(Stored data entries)

//! Signup — a committed binding of one volunteer to one shift.

use chrono::{DateTime, Utc};
use serde::{Deserialize, Serialize};
use uuid::Uuid;

use crate::{shift::Shift, volunteer::Volunteer};

/// A committed reservation. Immutable once created; the surrounding system
/// only ever creates or queries signups. A signup owns both entities by
/// value, so it cannot exist without a volunteer and a shift.
#[derive(Debug, Clone, Serialize, Deserialize)]
pub struct Signup {
  pub id:           Uuid,
  pub volunteer:    Volunteer,
  pub shift:        Shift,
  /// Store-assigned timestamp; never changes after creation.
  pub signed_up_at: DateTime<Utc>,
  pub is_emergency: bool,
}

impl Signup {
  pub fn volunteer_id(&self) -> Uuid {
    self.volunteer.id
  }

  pub fn shift_id(&self) -> Uuid {
    self.shift.id
  }

  /// A signup made in the normal window, as opposed to an emergency pickup.
  pub fn is_normal(&self) -> bool {
    !self.is_emergency
  }
}

/// Input to [`crate::store::RosterStore::add_signup`].
/// `id` and `signed_up_at` are always set by the store; they are not
/// accepted from callers.
#[derive(Debug, Clone, Deserialize)]
pub struct NewSignup {
  pub volunteer_id: Uuid,
  pub shift_id:     Uuid,
  #[serde(default)]
  pub is_emergency: bool,
}
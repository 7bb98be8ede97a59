//! API error type and [`axum::response::IntoResponse`] implementation.

use axum::{
  Json,
  http::StatusCode,
  response::{IntoResponse, Response},
};
use serde_json::json;
use thiserror::Error;

/// An error returned by an API handler.
///
/// `Rejected` is the rules engine's negative verdict (or a duplicate
/// signup) — an expected outcome, rendered with the `success`/`errors`
/// envelope the booking clients consume.
#[derive(Debug, Error)]
pub enum ApiError {
  #[error("not found: {0}")]
  NotFound(String),

  #[error("bad request: {0}")]
  BadRequest(String),

  #[error("signup rejected: {0:?}")]
  Rejected(Vec<String>),

  #[error("store error: {0}")]
  Store(#[source] Box<dyn std::error::Error + Send + Sync>),
}

impl IntoResponse for ApiError {
  fn into_response(self) -> Response {
    match self {
      ApiError::NotFound(m) => {
        (StatusCode::NOT_FOUND, Json(json!({ "error": m }))).into_response()
      }
      ApiError::BadRequest(m) => {
        (StatusCode::BAD_REQUEST, Json(json!({ "error": m }))).into_response()
      }
      ApiError::Rejected(errors) => (
        StatusCode::BAD_REQUEST,
        Json(json!({ "success": false, "errors": errors })),
      )
        .into_response(),
      ApiError::Store(e) => {
        (StatusCode::INTERNAL_SERVER_ERROR, Json(json!({ "error": e.to_string() })))
          .into_response()
      }
    }
  }
}
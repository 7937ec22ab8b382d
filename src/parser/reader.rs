//! Permissive CSV reader producing ordered records
//!
//! The first record is the header. Every following record is mapped onto the
//! header columns: short rows get [`FieldValue::Missing`] for the absent
//! columns and long rows collect the surplus cells under the overflow key.
//! An input whose first line is blank has an empty header, so every cell of
//! every row lands under the overflow key.

use crate::document::{Document, FieldValue, Record};
use crate::error::ConversionResult;
use std::io::{BufRead, BufReader, Read};
use tracing::debug;

/// Key used for cells beyond the header width
pub const DEFAULT_OVERFLOW_KEY: &str = "null";

/// Reader options
#[derive(Debug, Clone, PartialEq)]
pub struct CsvReadOptions {
    pub overflow_key: String,
}

impl Default for CsvReadOptions {
    fn default() -> Self {
        Self {
            overflow_key: DEFAULT_OVERFLOW_KEY.to_string(),
        }
    }
}

/// Read a whole CSV input into a document
pub fn read_document<R: Read>(input: R, options: &CsvReadOptions) -> ConversionResult<Document> {
    let mut input = BufReader::new(input);
    let blank_header = starts_with_blank_line(&mut input)?;

    // The csv reader skips blank lines, including a blank first line, so an
    // empty header has to be chosen here.
    let mut reader = csv::ReaderBuilder::new()
        .has_headers(!blank_header)
        .flexible(true)
        .from_reader(input);

    let headers = if blank_header {
        csv::StringRecord::new()
    } else {
        reader.headers()?.clone()
    };
    debug!(columns = headers.len(), blank_header, "read CSV header");

    let mut records = Vec::new();
    for row in reader.records() {
        let row = row?;
        records.push(map_row(&headers, &row, &options.overflow_key));
    }

    debug!(rows = records.len(), "read CSV rows");
    Ok(Document::new(records))
}

fn starts_with_blank_line<R: BufRead>(input: &mut R) -> ConversionResult<bool> {
    let buffered = input.fill_buf()?;
    Ok(matches!(buffered.first(), Some(b'\n') | Some(b'\r')))
}

fn map_row(headers: &csv::StringRecord, row: &csv::StringRecord, overflow_key: &str) -> Record {
    let mut record = Record::with_capacity(headers.len() + 1);

    for (index, header) in headers.iter().enumerate() {
        let value = match row.get(index) {
            Some(cell) => FieldValue::Text(cell.to_string()),
            None => FieldValue::Missing,
        };
        record.insert(header, value);
    }

    if row.len() > headers.len() {
        let extra = row.iter().skip(headers.len()).map(str::to_string).collect();
        record.insert(overflow_key, FieldValue::Overflow(extra));
    }

    record
}
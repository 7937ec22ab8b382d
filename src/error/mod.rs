//! Error types and handling infrastructure for CSV to JSON conversion

use anyhow::Error;
use std::path::PathBuf;

/// Core error types for the conversion process
#[derive(Debug, thiserror::Error)]
pub enum ConversionErrorKind {
    #[error("Input file not found: {}", .path.display())]
    InputNotFound { path: PathBuf },

    #[error("CSV read error: {message}")]
    Csv {
        message: String,
        line: Option<u64>,
    },

    #[error("IO error: {message}")]
    Io {
        message: String,
        path: Option<PathBuf>,
    },

    #[error("JSON serialization error: {message}")]
    Serialization { message: String },

    #[error("Invalid configuration: {message}")]
    Configuration { message: String },
}

impl ConversionErrorKind {
    pub fn input_not_found(path: PathBuf) -> Self {
        Self::InputNotFound { path }
    }

    pub fn csv(message: String, line: Option<u64>) -> Self {
        Self::Csv { message, line }
    }

    pub fn io(message: String, path: Option<PathBuf>) -> Self {
        Self::Io { message, path }
    }

    pub fn serialization(message: String) -> Self {
        Self::Serialization { message }
    }

    pub fn configuration(message: String) -> Self {
        Self::Configuration { message }
    }
}

/// Main error type for conversion operations
#[derive(Debug, thiserror::Error)]
pub enum ConversionError {
    #[error("{kind}")]
    Conversion {
        kind: ConversionErrorKind,
        source: Option<anyhow::Error>,
    },

    #[error(transparent)]
    Other(#[from] Error),
}

impl ConversionError {
    pub fn conversion(kind: ConversionErrorKind) -> Self {
        Self::Conversion { kind, source: None }
    }

    pub fn conversion_with_source(kind: ConversionErrorKind, source: anyhow::Error) -> Self {
        Self::Conversion {
            kind,
            source: Some(source),
        }
    }

    pub fn input_not_found(path: impl Into<PathBuf>) -> Self {
        Self::conversion(ConversionErrorKind::input_not_found(path.into()))
    }

    /// I/O failure tied to a specific file
    pub fn io_at(error: std::io::Error, path: impl Into<PathBuf>) -> Self {
        let path = path.into();
        Self::conversion_with_source(
            ConversionErrorKind::io(format!("{}: {}", path.display(), error), Some(path)),
            error.into(),
        )
    }

    pub fn kind(&self) -> Option<&ConversionErrorKind> {
        match self {
            Self::Conversion { kind, .. } => Some(kind),
            Self::Other(_) => None,
        }
    }

    pub fn is_input_not_found(&self) -> bool {
        matches!(self.kind(), Some(ConversionErrorKind::InputNotFound { .. }))
    }

    /// Create a user-friendly error message
    pub fn user_message(&self) -> String {
        match self {
            Self::Conversion { kind, .. } => match kind {
                ConversionErrorKind::Csv {
                    message,
                    line: Some(line),
                } => {
                    format!("CSV read error on line {}: {}", line, message)
                }
                _ => kind.to_string(),
            },
            Self::Other(err) => {
                format!("Unexpected error: {}", err)
            }
        }
    }
}

impl From<csv::Error> for ConversionError {
    fn from(error: csv::Error) -> Self {
        let line = error.position().map(|pos| pos.line());
        let message = match error.kind() {
            csv::ErrorKind::Utf8 { err, .. } => {
                format!("invalid UTF-8 in field {}", err.field() + 1)
            }
            csv::ErrorKind::Io(io) => io.to_string(),
            _ => error.to_string(),
        };
        Self::conversion_with_source(ConversionErrorKind::csv(message, line), error.into())
    }
}

impl From<std::io::Error> for ConversionError {
    fn from(error: std::io::Error) -> Self {
        Self::conversion_with_source(
            ConversionErrorKind::io(error.to_string(), None),
            error.into(),
        )
    }
}

impl From<serde_json::Error> for ConversionError {
    fn from(error: serde_json::Error) -> Self {
        Self::conversion_with_source(
            ConversionErrorKind::serialization(error.to_string()),
            error.into(),
        )
    }
}

/// Result type for conversion operations
pub type ConversionResult<T> = Result<T, ConversionError>;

> [What needs to be done]: Looking back over the data above, restate word for word the lines that begin at the line with "use thiserror::Error;" and end at the line with "filename src/parser/reader.rs", inclusive.

> [Task answer]:
use thiserror::Error;

/// An error returned by an API handler.
///
/// `Rejected` is the rules engine's negative verdict (or a duplicate
/// signup) — an expected outcome, rendered with the `success`/`errors`
/// envelope the booking clients consume.
#[derive(Debug, Error)]
pub enum ApiError {
  #[error("not found: {0}")]
  NotFound(String),

  #[error("bad request: {0}")]
  BadRequest(String),

  #[error("signup rejected: {0:?}")]
  Rejected(Vec<String>),

  #[error("store error: {0}")]
  Store(#[source] Box<dyn std::error::Error + Send + Sync>),
}

impl IntoResponse for ApiError {
  fn into_response(self) -> Response {
    match self {
      ApiError::NotFound(m) => {
        (StatusCode::NOT_FOUND, Json(json!({ "error": m }))).into_response()
      }
      ApiError::BadRequest(m) => {
        (StatusCode::BAD_REQUEST, Json(json!({ "error": m }))).into_response()
      }
      ApiError::Rejected(errors) => (
        StatusCode::BAD_REQUEST,
        Json(json!({ "success": false, "errors": errors })),
      )
        .into_response(),
      ApiError::Store(e) => {
        (StatusCode::INTERNAL_SERVER_ERROR, Json(json!({ "error": e.to_string() })))
          .into_response()
      }
    }
  }
}
repository 7937ec22ab8b382d
filename src/parser/reader.rs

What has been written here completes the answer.